▶ **Work instructions**
Check each line of the data for "negate" and select those that have it.

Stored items
══════════

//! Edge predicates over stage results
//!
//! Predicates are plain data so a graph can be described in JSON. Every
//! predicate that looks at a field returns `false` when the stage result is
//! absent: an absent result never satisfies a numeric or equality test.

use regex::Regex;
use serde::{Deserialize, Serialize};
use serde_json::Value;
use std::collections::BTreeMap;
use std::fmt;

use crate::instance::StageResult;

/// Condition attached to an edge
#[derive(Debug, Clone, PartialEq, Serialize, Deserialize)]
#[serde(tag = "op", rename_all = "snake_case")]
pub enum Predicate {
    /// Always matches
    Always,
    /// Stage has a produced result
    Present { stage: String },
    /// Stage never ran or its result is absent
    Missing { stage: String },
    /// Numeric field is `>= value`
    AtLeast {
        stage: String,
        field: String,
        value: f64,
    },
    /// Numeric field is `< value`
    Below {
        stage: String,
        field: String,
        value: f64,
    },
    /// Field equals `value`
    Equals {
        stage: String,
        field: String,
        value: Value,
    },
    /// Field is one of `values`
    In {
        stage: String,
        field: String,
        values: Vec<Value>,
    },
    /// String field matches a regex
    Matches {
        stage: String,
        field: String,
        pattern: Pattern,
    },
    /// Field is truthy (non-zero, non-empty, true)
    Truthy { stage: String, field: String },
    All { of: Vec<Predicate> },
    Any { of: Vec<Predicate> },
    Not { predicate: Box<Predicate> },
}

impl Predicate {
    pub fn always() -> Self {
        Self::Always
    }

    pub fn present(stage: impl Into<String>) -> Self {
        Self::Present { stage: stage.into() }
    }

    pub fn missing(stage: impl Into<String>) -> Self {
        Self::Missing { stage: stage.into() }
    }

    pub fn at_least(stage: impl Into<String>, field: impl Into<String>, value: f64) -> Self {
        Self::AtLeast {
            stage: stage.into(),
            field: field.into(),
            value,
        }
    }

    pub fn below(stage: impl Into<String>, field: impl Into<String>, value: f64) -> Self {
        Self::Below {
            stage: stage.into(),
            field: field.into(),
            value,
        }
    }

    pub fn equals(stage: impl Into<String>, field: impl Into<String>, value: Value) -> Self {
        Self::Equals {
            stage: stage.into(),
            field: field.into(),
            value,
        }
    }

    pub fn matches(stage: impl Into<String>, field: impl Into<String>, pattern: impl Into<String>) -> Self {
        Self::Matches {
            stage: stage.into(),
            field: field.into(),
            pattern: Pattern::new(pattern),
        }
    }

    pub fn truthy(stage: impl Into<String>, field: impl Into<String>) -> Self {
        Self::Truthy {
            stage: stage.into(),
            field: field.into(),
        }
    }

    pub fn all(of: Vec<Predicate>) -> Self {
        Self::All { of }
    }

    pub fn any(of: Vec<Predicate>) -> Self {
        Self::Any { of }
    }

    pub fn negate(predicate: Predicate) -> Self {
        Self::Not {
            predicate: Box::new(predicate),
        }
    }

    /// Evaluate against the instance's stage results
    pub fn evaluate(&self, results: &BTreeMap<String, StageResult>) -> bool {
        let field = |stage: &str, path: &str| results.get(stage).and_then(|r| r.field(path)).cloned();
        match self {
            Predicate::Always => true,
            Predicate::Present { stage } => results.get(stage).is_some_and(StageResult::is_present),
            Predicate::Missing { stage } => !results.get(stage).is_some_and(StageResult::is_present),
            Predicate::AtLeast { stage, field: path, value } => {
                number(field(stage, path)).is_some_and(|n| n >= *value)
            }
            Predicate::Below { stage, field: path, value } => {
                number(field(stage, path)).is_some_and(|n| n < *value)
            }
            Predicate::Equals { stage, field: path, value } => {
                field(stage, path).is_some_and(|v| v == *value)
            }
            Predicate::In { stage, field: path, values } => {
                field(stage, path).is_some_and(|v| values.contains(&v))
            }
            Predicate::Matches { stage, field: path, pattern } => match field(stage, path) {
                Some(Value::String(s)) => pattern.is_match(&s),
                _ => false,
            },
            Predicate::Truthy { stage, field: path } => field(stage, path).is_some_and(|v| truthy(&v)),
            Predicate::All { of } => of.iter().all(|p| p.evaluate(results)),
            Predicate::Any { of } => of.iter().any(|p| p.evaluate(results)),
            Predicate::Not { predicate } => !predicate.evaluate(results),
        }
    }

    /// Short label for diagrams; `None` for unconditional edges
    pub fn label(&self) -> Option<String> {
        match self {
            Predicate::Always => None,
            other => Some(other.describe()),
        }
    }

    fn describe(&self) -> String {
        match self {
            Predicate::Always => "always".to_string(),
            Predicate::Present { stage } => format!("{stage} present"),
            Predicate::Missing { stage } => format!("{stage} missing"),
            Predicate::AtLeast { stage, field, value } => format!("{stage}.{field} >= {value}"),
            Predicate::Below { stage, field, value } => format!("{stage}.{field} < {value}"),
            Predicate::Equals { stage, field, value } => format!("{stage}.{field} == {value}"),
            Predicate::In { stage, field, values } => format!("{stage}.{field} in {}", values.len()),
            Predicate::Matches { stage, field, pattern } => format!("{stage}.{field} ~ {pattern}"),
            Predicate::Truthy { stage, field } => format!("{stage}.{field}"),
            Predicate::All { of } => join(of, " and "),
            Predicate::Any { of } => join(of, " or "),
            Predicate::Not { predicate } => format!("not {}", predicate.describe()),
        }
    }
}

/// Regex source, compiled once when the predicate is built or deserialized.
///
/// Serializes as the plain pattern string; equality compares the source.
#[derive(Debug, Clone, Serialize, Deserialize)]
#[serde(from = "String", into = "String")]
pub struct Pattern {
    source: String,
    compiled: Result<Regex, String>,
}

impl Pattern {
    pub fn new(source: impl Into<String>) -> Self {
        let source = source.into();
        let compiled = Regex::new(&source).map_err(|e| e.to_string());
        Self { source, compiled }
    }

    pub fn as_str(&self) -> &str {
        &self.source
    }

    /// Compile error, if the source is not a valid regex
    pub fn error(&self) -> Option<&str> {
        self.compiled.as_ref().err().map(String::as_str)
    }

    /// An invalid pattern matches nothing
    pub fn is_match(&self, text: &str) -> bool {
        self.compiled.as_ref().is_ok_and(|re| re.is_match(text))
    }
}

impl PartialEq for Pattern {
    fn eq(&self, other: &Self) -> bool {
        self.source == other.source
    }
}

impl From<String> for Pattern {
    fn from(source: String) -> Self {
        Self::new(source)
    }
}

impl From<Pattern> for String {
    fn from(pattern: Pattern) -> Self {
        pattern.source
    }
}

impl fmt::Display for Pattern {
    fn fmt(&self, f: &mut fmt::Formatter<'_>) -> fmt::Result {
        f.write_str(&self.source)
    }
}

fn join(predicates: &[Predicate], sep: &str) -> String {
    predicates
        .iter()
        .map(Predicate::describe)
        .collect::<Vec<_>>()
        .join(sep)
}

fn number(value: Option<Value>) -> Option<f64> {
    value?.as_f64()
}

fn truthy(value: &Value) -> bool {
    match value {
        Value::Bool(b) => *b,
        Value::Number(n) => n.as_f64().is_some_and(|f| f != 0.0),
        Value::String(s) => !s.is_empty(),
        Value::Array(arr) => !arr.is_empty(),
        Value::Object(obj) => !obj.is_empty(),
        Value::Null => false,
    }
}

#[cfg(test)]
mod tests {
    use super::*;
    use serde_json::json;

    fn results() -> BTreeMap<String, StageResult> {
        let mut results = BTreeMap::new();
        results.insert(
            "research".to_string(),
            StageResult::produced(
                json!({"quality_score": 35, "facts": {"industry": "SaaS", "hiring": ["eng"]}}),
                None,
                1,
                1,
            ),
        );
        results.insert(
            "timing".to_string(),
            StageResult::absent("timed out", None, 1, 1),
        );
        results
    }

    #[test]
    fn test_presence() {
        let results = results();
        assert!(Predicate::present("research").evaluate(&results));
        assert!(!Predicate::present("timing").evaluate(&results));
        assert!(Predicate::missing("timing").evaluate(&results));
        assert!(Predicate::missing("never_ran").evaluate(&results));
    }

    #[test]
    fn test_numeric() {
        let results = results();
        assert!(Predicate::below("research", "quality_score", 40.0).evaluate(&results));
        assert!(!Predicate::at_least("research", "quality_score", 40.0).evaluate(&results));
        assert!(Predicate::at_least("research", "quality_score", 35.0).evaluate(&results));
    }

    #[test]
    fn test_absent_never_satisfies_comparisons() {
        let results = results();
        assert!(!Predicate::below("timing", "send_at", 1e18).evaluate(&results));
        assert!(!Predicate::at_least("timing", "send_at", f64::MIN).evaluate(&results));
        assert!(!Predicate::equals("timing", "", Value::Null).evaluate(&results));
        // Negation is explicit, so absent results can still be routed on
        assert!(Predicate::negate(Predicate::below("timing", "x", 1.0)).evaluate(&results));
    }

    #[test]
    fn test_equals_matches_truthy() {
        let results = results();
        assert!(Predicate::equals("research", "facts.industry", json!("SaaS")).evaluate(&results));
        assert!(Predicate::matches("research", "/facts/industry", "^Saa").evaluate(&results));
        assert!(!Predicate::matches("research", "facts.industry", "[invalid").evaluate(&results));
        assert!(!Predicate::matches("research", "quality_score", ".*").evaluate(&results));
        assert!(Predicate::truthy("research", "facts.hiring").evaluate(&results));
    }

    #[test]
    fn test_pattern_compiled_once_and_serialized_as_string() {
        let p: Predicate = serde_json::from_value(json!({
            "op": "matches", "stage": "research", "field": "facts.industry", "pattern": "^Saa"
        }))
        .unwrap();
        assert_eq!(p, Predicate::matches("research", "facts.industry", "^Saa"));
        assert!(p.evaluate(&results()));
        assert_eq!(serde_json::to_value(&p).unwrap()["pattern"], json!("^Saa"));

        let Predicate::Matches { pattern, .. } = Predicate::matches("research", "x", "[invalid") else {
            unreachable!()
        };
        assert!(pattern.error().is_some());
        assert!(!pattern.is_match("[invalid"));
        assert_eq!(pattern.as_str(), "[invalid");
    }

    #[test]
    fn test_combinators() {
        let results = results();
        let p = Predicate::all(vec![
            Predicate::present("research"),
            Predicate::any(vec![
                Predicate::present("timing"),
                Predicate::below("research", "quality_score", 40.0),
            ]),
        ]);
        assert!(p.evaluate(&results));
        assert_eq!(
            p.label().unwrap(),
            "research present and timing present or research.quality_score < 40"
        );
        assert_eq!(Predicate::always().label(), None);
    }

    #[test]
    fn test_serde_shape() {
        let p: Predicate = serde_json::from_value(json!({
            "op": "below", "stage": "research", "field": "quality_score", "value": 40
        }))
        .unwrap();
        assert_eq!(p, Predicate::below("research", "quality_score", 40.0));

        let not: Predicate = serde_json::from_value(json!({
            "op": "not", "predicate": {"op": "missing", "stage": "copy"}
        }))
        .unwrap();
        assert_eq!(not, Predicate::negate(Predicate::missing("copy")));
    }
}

══════════

▶ **Solution to the exercise**
    pub fn negate(predicate: Predicate) -> Self {
        assert!(Predicate::negate(Predicate::below("timing", "x", 1.0)).evaluate(&results));
        assert_eq!(not, Predicate::negate(Predicate::missing("copy")));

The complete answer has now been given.